Porque en los versos de Larbaud
hay una clara manifestación de su búsqueda de lo absoluto, espacial y temporal.
Aunque en el citado poema III de Europa
insista en que: “para mí, Europa es igual a una sola ciudad inmensa / llena de
provisiones y de placeres urbanos, / y el resto del mundo / me parece campo
abierto por el que corro, / sin sombrero, contra el aire, lanzando gritos
salvajes”; y, aunque en Mi musa
afirme que “canto lo que es Europa, sus teatros, sus ferrocarriles, sus
constelaciones de ciudades”, también confiesa: “¡Versos míos, dorados versos,
poseéis la fuerza / y el ímpetu del paisaje y del bestiario tropicales, / la
absoluta majestad de las montañas nativas, / los cuernos del bisonte, las alas
del cóndor!” Reconoce también que sólo los grandes espacios puedes saciar esa
sed de absoluto.
El hombre rico que era el autor, culto
y exquisito, recluido en sus posesiones, da vida a un alter ego (si cabe,
muchísimo más rico). Confiesa que por su abundancia de medios le está vedado el
Mal –tanto como el ser considerado por los demás como provisto de espíritu y
talento–. Por ello, reivindica también la experiencia del dolor y la abyección:
“Dadme la visión de todos los sufrimientos, / dadme el espectáculo de la
belleza ultrajada, / de todos los actos deshonestos y todas las ideas viles /
... / Quiero ir más lejos que nadie en la ignominia y la reprobación.” (L’ eterna volutta).

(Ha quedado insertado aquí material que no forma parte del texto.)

//! # Rainflow Cycle Counting
//!
//! Three-point rainflow counting (ASTM E1049-85) of a load signal:
//!
//! 1. Reduce the signal to its reversals (local peaks and valleys)
//! 2. Extract full and half cycles with the three-point range comparison
//! 3. Optionally bin cycle ranges into `nbins` equal-width amplitude bins
//!
//! Binning rounds each range up to the upper edge of its bin, with bin width
//! `(max - min) / nbins` of the raw signal.

use std::collections::{BTreeMap, VecDeque};

use serde::{Deserialize, Serialize};

/// A counted load cycle
#[derive(Debug, Clone, Copy, PartialEq, Serialize, Deserialize)]
pub struct Cycle {
    pub range: f64,
    pub mean: f64,
    /// 1.0 for a full cycle, 0.5 for a half cycle
    pub count: f64,
    pub start: usize,
    pub end: usize,
}

impl Cycle {
    fn between(a: (usize, f64), b: (usize, f64), count: f64) -> Self {
        Self {
            range: (a.1 - b.1).abs(),
            mean: 0.5 * (a.1 + b.1),
            count,
            start: a.0,
            end: b.0,
        }
    }
}

/// Reversal points `(index, value)` of `series`, always including the first
/// sample and, from three samples on, the last. Repeated values are collapsed.
///
/// A two-sample series reduces to its first point, so it carries no cycle.
pub fn reversals(series: &[f64]) -> Vec<(usize, f64)> {
    if series.len() < 2 {
        return Vec::new();
    }

    let mut points = vec![(0, series[0])];
    if series.len() == 2 {
        return points;
    }
    let mut x = series[1];
    let mut x_index = 1;
    let mut d_last = x - series[0];

    for (index, &x_next) in series.iter().enumerate().skip(2) {
        if x_next == x {
            continue;
        }
        let d_next = x_next - x;
        if d_last * d_next < 0.0 {
            points.push((x_index, x));
        }
        x = x_next;
        x_index = index;
        d_last = d_next;
    }

    let last = series.len() - 1;
    points.push((last, series[last]));
    points
}

/// Full and half cycles of `series`
pub fn extract_cycles(series: &[f64]) -> Vec<Cycle> {
    let mut cycles = Vec::new();
    let mut stack: VecDeque<(usize, f64)> = VecDeque::new();

    for point in reversals(series) {
        stack.push_back(point);
        while stack.len() >= 3 {
            let n = stack.len();
            let x1 = stack[n - 3].1;
            let x2 = stack[n - 2].1;
            let x3 = stack[n - 1].1;
            let range_x = (x3 - x2).abs();
            let range_y = (x2 - x1).abs();

            if range_x < range_y {
                break;
            } else if n == 3 {
                // Y contains the starting point: half cycle
                cycles.push(Cycle::between(stack[0], stack[1], 0.5));
                stack.pop_front();
            } else {
                cycles.push(Cycle::between(stack[n - 3], stack[n - 2], 1.0));
                let last = stack[n - 1];
                stack.truncate(n - 3);
                stack.push_back(last);
            }
        }
    }

    // Residue counts as half cycles
    while stack.len() > 1 {
        cycles.push(Cycle::between(stack[0], stack[1], 0.5));
        stack.pop_front();
    }

    cycles
}

/// Cycle counts per binned range, sorted by range.
///
/// Returns `(bin_range, count)` pairs. Bins between zero and the largest
/// occupied bin are present even when empty.
pub fn count_cycles(series: &[f64], nbins: usize) -> Vec<(f64, f64)> {
    let cycles = extract_cycles(series);
    if cycles.is_empty() || nbins == 0 {
        return Vec::new();
    }

    let (min, max) = series
        .iter()
        .fold((f64::INFINITY, f64::NEG_INFINITY), |(lo, hi), &v| {
            (lo.min(v), hi.max(v))
        });
    let bin_size = (max - min) / nbins as f64;
    if bin_size <= 0.0 {
        // Flat signal: every cycle has zero range
        let total = cycles.iter().map(|c| c.count).sum();
        return vec![(0.0, total)];
    }

    let mut counts: BTreeMap<usize, f64> = BTreeMap::new();
    let mut n_max = 0;
    for cycle in &cycles {
        // Float error can push the largest range just past the last bin
        let n = ((cycle.range / bin_size).ceil() as usize).min(nbins);
        *counts.entry(n).or_insert(0.0) += cycle.count;
        n_max = n_max.max(n);
    }
    for n in 1..n_max {
        counts.entry(n).or_insert(0.0);
    }

    counts
        .into_iter()
        .map(|(n, count)| (n as f64 * bin_size, count))
        .collect()
}

/// Σ count × binned range: the fatigue load of `series`
pub fn weighted_range_sum(series: &[f64], nbins: usize) -> f64 {
    count_cycles(series, nbins)
        .iter()
        .map(|(range, count)| range * count)
        .sum()
}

El escritor, en esta obra y por
medio de su personaje, muestra su deseo de saber todo (“¿No será que tengo
hambre de lo desconocido?”, Nevermore),
de leer todos los libros, de conocer todas las lenguas (de hecho, él dominaba,
además de su idioma, el alemán, el inglés, el español, el italiano), de ser, en
definitiva, un cosmopolita del espíritu. Y ese ansia de conocimiento total está
tan espoleado como acechado por la certeza de que todo proyecto que pretenda
perpetuarse en el tiempo está precisamente condicionado por él y condenado al
olvido. Esa consciencia de estar sometido a lo apodíctico de la esencia del
hombre paradójicamente es su impulso motriz, y no, como alguno ha propuesto
–Alvaro Mutis– que es un sentimiento de exilio, de estar fuera de su mundo, lo
que le aboca a la angustia, que alejará volviendo a su tierra y su gente.

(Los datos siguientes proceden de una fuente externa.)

//! # Characteristic Curve
//!
//! The cell model gives voltage from current, but the simulation is driven by
//! power. This module builds the inverse: stack current as a closed-form
//! function of stack power at the operating temperature,
//!
//! I = p1·P³ + p2·P² + p3·P + p4·√P + p5
//!
//! fitted once per cluster configuration by Levenberg-Marquardt over a sampled
//! current × temperature grid.

use nalgebra::{DMatrix, DVector};
use serde::{Deserialize, Serialize};
use tracing::{debug, info};

use super::cell::CellModel;
use crate::domain::ClusterConfig;
use crate::optimizer::{FitError, LeastSquaresProblem, LevenbergMarquardt};

/// Current step of the sampling grid (A)
const CURRENT_STEP_A: f64 = 10.0;
/// Lowest sampled temperature (°C)
const MIN_TEMPERATURE_C: f64 = 40.0;
const TEMPERATURE_STEP_C: f64 = 5.0;
const NUM_COEFFICIENTS: usize = 5;

/// One sampled point of the polarization grid
#[derive(Debug, Clone, Copy, PartialEq, Serialize, Deserialize)]
pub struct CurveSample {
    pub current_a: f64,
    pub temperature_c: f64,
    pub stack_power_kw: f64,
}

/// `arange(start, stop, step)`: start, start+step, ... while < stop
fn arange(start: f64, stop: f64, step: f64) -> impl Iterator<Item = f64> {
    let count = ((stop - start) / step).ceil().max(0.0) as usize;
    (0..count).map(move |k| start + k as f64 * step)
}

/// Sample stack power over the current × temperature grid
pub fn sample_grid(config: &ClusterConfig, cell: &CellModel) -> Vec<CurveSample> {
    // The operating temperature always closes the grid so the fit subset is
    // never empty, even off the 5 °C raster.
    let mut temperatures: Vec<f64> = arange(
        MIN_TEMPERATURE_C,
        config.operating_temperature_c,
        TEMPERATURE_STEP_C,
    )
    .collect();
    temperatures.push(config.operating_temperature_c);

    arange(
        config.min_cell_current_a(),
        config.max_cell_current_a() + CURRENT_STEP_A,
        CURRENT_STEP_A,
    )
    .flat_map(|current_a| {
        temperatures.iter().map(move |&temperature_c| CurveSample {
            current_a,
            temperature_c,
            stack_power_kw: cell.stack_power_kw(temperature_c, current_a, config.n_cells),
        })
    })
    .collect()
}

fn basis(power_kw: f64) -> [f64; NUM_COEFFICIENTS] {
    [
        power_kw.powi(3),
        power_kw.powi(2),
        power_kw,
        power_kw.sqrt(),
        1.0,
    ]
}

/// Current-from-power regression over the operating-temperature samples
struct CurrentFromPower {
    power_kw: Vec<f64>,
    current_a: Vec<f64>,
}

impl LeastSquaresProblem for CurrentFromPower {
    fn num_params(&self) -> usize {
        NUM_COEFFICIENTS
    }

    fn num_observations(&self) -> usize {
        self.power_kw.len()
    }

    fn residuals(&self, params: &DVector<f64>) -> DVector<f64> {
        DVector::from_fn(self.power_kw.len(), |i, _| {
            let b = basis(self.power_kw[i]);
            b.iter().zip(params.iter()).map(|(x, p)| x * p).sum::<f64>() - self.current_a[i]
        })
    }

    fn jacobian(&self, _params: &DVector<f64>) -> DMatrix<f64> {
        DMatrix::from_fn(self.power_kw.len(), NUM_COEFFICIENTS, |i, j| {
            basis(self.power_kw[i])[j]
        })
    }
}

/// Fitted power → current relation of one stack
#[derive(Debug, Clone, Copy, PartialEq, Serialize, Deserialize)]
pub struct CharacteristicCurve {
    coefficients: [f64; NUM_COEFFICIENTS],
    temperature_c: f64,
}

impl CharacteristicCurve {
    /// Fit the curve for `config`. Deterministic; a failed fit means the
    /// configuration is not physical.
    pub fn fit(config: &ClusterConfig, cell: &CellModel) -> Result<Self, FitError> {
        let samples = sample_grid(config, cell);
        let at_operating: Vec<&CurveSample> = samples
            .iter()
            .filter(|s| s.temperature_c == config.operating_temperature_c)
            .collect();
        debug!(
            grid_points = samples.len(),
            fit_points = at_operating.len(),
            "sampled polarization grid"
        );

        let problem = CurrentFromPower {
            power_kw: at_operating.iter().map(|s| s.stack_power_kw).collect(),
            current_a: at_operating.iter().map(|s| s.current_a).collect(),
        };
        let solution = LevenbergMarquardt::default()
            .minimize(&problem, DVector::from_element(NUM_COEFFICIENTS, 1.0))?;

        let mut coefficients = [0.0; NUM_COEFFICIENTS];
        for (c, p) in coefficients.iter_mut().zip(solution.params.iter()) {
            *c = *p;
        }
        if coefficients.iter().any(|c| !c.is_finite()) {
            return Err(FitError::NonFinite("coefficient"));
        }

        info!(
            ?coefficients,
            iterations = solution.iterations,
            rms_error_a = (2.0 * solution.cost / problem.power_kw.len() as f64).sqrt(),
            "fitted characteristic curve"
        );

        Ok(Self {
            coefficients,
            temperature_c: config.operating_temperature_c,
        })
    }

    pub fn from_coefficients(coefficients: [f64; NUM_COEFFICIENTS], temperature_c: f64) -> Self {
        Self {
            coefficients,
            temperature_c,
        }
    }

    pub fn coefficients(&self) -> [f64; NUM_COEFFICIENTS] {
        self.coefficients
    }

    pub fn temperature_c(&self) -> f64 {
        self.temperature_c
    }

    /// Stack current (A) for `stack_power_kw`. Unclamped: below the fitted
    /// range the polynomial can go negative. Negative power has no real
    /// current and yields 0.
    pub fn current(&self, stack_power_kw: f64) -> f64 {
        if stack_power_kw < 0.0 {
            return 0.0;
        }
        basis(stack_power_kw)
            .iter()
            .zip(&self.coefficients)
            .map(|(x, p)| x * p)
            .sum()
    }

    pub fn currents(&self, stack_power_kw: &[f64]) -> Vec<f64> {
        stack_power_kw.iter().map(|&p| self.current(p)).collect()
    }
}

#[cfg(test)]
mod tests {
    use super::*;
    use approx::assert_relative_eq;

    fn fitted() -> (ClusterConfig, CellModel, CharacteristicCurve) {
        let config = ClusterConfig::default();
        let cell = CellModel::from_config(&config);
        let curve = CharacteristicCurve::fit(&config, &cell).unwrap();
        (config, cell, curve)
    }

    #[test]
    fn test_grid_shape() {
        let config = ClusterConfig::default();
        let grid = sample_grid(&config, &CellModel::from_config(&config));
        // 384..=3844 A in 10 A steps, 40..=80 °C in 5 °C steps
        assert_eq!(grid.len(), 347 * 9);
        assert_eq!(grid[0].current_a, 384.0);
        assert_eq!(grid[0].temperature_c, 40.0);
        assert_eq!(grid.iter().filter(|s| s.temperature_c == 80.0).count(), 347);
    }

    #[test]
    fn test_fit_reproduces_samples() {
        let (config, cell, curve) = fitted();
        for sample in sample_grid(&config, &cell)
            .iter()
            .filter(|s| s.temperature_c == 80.0)
        {
            assert_relative_eq!(
                curve.current(sample.stack_power_kw),
                sample.current_a,
                epsilon = 1.0
            );
        }
    }

    #[test]
    fn test_fit_round_trips_through_cell_model() {
        let (config, cell, curve) = fitted();
        let current = curve.current(1000.0);
        assert_relative_eq!(current, 3760.8, epsilon = 1.0);
        let consumed = cell.stack_power_kw(80.0, current, config.n_cells);
        assert_relative_eq!(consumed, 1000.0, epsilon = 0.5);
    }

    #[test]
    fn test_curve_is_monotonic_over_fit_range() {
        let (_, _, curve) = fitted();
        let mut previous = curve.current(86.0);
        for p in (87..=1024).map(f64::from) {
            let current = curve.current(p);
            assert!(current > previous, "not increasing at {} kW", p);
            previous = current;
        }
    }

    #[test]
    fn test_operating_temperature_off_raster() {
        let config = ClusterConfig {
            operating_temperature_c: 72.0,
            ..Default::default()
        };
        let cell = CellModel::from_config(&config);
        let grid = sample_grid(&config, &cell);
        assert_eq!(grid.iter().filter(|s| s.temperature_c == 72.0).count(), 347);
        assert!(grid.iter().all(|s| s.temperature_c <= 72.0));
        assert!(CharacteristicCurve::fit(&config, &cell).is_ok());
    }

    #[test]
    fn test_fit_is_deterministic() {
        let (_, _, a) = fitted();
        let (_, _, b) = fitted();
        assert_eq!(a, b);
    }

    #[test]
    fn test_negative_power_has_no_current() {
        let (_, _, curve) = fitted();
        assert_eq!(curve.current(-10.0), 0.0);
    }

    #[test]
    fn test_explicit_coefficients() {
        let curve = CharacteristicCurve::from_coefficients([0.0, 0.0, 2.0, 0.0, 1.0], 80.0);
        assert_eq!(curve.current(10.0), 21.0);
        assert_eq!(curve.currents(&[0.0, 1.0]), vec![1.0, 3.0]);
    }
}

Olvida el colombiano que, tras el personaje “americano”, está el francés y muy
europeo Larbaud.
© Copyright Rafael González Serrano
Rafael, me ha gustado tu entrada sobre Larbaud. El escritor residió en Alicante a principios de los años veinte. Su interesante diario sobre aquellos días lo editó la Diputación hace ya unos cuantos años.
ResponderEliminarLlevas razón, José María, vivió en Alicante y hasta estuvo a punto de casarse con una alicantina. Viajó bastante por España y tradujo a, entre otros, Gómez de la Serna. Lo del diario lo desconocía; gracias por la información, y por tu comentario.
Eliminargracias por su visita ...es un placer su blog
ResponderEliminarsaludos
Gracias a ti, María; siempre tan amable. Un saludo
EliminarMe ha encantado gracias, quiero saber más de la obra.